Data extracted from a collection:
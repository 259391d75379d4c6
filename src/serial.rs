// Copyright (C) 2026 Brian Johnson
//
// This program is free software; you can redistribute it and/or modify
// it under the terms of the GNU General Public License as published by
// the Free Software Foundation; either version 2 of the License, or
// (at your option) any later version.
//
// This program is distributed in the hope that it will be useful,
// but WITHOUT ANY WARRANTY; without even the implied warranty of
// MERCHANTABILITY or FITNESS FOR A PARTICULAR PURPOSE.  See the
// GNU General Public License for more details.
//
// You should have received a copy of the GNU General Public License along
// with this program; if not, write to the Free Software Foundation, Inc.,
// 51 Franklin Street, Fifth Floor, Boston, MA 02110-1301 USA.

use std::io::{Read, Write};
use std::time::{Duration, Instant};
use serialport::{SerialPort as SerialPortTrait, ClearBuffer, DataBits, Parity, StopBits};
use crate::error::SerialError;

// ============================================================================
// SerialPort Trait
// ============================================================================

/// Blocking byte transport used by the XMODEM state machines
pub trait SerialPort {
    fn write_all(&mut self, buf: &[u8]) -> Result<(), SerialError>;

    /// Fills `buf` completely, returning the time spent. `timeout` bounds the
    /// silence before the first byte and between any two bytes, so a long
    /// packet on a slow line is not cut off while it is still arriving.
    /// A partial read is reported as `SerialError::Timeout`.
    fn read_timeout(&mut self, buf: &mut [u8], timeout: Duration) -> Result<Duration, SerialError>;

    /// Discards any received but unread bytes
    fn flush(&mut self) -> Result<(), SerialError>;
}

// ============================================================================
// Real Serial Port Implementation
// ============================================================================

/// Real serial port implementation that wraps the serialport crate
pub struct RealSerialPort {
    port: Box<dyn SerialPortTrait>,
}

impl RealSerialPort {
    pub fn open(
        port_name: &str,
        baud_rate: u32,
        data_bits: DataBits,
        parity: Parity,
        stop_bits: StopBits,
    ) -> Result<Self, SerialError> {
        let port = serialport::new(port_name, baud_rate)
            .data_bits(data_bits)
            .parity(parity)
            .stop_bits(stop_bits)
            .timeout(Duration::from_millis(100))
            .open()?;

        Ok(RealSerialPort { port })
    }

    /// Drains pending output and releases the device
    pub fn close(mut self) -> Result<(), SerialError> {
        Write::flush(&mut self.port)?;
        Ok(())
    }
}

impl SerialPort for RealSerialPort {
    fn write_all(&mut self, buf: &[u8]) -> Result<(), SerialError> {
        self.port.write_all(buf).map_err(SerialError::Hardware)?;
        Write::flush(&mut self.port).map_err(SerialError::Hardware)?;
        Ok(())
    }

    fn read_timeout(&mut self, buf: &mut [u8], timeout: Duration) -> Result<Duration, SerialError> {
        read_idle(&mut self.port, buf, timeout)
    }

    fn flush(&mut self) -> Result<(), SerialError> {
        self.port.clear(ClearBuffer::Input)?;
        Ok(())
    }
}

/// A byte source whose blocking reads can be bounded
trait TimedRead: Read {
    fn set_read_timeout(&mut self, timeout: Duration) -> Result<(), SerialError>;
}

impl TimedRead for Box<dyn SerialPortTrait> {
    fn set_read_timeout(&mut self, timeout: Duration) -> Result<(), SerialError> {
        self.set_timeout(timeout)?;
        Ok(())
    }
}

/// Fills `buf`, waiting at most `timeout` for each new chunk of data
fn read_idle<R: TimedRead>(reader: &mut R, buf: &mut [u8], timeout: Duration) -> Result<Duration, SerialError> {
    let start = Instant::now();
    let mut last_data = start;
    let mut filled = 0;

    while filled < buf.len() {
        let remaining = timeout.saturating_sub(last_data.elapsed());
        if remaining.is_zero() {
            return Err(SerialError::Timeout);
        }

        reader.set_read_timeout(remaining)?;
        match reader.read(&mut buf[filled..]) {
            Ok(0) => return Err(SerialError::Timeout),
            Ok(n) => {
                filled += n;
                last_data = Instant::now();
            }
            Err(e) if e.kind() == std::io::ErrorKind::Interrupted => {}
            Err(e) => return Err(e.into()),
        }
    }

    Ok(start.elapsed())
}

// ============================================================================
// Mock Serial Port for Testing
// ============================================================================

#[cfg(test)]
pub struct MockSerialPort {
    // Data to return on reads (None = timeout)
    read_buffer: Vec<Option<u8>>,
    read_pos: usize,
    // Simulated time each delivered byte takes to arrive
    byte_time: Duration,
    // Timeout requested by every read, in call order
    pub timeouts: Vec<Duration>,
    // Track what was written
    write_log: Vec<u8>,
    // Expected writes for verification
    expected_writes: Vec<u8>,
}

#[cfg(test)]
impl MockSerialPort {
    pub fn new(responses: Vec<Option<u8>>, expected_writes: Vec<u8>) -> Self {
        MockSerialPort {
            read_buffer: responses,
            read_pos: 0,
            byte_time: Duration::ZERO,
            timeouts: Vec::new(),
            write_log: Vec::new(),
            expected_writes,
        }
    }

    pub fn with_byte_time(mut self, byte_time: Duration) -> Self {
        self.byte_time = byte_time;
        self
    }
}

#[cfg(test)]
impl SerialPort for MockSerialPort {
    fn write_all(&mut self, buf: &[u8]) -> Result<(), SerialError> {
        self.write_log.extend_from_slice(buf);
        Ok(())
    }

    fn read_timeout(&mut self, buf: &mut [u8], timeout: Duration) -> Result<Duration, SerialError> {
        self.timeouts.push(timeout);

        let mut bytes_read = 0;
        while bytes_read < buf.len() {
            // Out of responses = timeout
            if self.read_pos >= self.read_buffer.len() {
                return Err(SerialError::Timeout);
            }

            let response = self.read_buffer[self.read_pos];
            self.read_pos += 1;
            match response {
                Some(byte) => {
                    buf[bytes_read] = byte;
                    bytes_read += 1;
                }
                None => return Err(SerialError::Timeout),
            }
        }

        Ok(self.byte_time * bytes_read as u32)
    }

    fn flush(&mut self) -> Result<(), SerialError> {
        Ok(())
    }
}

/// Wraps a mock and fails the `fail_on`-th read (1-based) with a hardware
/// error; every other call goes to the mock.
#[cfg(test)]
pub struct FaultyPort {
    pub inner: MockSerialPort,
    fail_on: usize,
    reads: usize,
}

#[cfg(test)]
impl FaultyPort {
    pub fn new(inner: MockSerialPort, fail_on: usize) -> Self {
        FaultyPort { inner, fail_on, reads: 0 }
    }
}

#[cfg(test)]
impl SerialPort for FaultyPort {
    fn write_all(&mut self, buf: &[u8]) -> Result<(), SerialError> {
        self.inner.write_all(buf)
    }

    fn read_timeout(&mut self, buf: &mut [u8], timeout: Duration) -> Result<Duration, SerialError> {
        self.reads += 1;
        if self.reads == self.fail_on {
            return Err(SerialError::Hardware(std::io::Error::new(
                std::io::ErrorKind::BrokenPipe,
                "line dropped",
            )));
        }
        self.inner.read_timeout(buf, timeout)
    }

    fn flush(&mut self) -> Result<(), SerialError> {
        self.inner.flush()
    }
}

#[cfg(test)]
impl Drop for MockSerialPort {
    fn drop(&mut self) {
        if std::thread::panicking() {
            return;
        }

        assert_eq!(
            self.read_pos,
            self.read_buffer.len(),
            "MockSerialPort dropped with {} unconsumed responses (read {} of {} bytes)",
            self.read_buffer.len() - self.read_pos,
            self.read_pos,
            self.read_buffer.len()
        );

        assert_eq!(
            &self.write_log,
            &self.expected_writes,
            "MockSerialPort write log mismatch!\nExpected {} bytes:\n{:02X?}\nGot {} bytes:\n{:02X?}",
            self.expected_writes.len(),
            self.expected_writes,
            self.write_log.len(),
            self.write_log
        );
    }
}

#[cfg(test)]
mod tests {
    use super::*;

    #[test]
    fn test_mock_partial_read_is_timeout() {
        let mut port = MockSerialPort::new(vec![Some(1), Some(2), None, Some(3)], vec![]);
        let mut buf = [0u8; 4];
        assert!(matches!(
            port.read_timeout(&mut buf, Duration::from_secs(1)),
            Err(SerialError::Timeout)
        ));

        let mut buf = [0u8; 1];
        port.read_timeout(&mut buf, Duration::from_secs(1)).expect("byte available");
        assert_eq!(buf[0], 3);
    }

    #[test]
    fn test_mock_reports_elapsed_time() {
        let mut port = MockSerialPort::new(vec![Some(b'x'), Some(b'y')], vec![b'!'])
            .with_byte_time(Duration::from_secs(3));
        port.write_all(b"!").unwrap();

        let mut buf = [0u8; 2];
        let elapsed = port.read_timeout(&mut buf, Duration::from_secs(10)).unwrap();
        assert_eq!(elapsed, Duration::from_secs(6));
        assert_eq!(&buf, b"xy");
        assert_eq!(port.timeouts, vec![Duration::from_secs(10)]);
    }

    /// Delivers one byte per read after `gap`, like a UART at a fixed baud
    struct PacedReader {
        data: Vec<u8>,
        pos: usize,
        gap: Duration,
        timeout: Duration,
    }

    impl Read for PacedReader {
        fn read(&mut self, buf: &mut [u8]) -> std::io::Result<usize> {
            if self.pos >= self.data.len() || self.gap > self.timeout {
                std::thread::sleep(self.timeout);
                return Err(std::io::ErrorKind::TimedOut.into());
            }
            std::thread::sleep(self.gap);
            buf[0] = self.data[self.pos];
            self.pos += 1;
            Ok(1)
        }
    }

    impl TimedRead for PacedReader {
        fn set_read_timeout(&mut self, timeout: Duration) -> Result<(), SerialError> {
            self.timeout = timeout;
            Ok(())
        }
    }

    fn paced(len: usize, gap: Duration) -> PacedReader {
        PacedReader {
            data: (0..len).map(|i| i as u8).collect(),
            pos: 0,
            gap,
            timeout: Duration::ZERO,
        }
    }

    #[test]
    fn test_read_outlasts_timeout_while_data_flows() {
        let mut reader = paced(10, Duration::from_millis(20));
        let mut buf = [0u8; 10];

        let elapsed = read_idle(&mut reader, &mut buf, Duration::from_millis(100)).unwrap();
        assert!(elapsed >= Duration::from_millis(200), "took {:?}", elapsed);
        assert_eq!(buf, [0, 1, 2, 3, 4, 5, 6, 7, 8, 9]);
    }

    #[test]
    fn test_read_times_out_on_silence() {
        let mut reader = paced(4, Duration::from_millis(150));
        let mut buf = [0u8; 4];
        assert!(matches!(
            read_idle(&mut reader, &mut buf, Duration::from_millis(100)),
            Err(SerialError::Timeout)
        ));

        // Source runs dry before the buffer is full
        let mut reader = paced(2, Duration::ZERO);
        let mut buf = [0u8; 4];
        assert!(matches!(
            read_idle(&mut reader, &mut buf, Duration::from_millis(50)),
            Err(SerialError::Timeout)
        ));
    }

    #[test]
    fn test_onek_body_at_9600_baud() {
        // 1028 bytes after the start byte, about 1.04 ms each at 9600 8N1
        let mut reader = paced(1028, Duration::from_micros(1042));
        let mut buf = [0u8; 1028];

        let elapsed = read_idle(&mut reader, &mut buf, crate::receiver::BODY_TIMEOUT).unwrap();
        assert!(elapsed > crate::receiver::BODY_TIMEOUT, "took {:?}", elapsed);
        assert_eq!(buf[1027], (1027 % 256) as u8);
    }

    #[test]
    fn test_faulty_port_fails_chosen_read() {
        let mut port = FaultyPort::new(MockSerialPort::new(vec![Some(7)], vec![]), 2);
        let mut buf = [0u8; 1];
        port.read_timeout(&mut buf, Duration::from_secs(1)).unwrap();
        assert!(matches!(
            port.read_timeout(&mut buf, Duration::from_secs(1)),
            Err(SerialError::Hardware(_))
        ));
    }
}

- Task to carry out:
A single figure is required: the number of lines above in which the string "that" appears.

- Problem solution:
2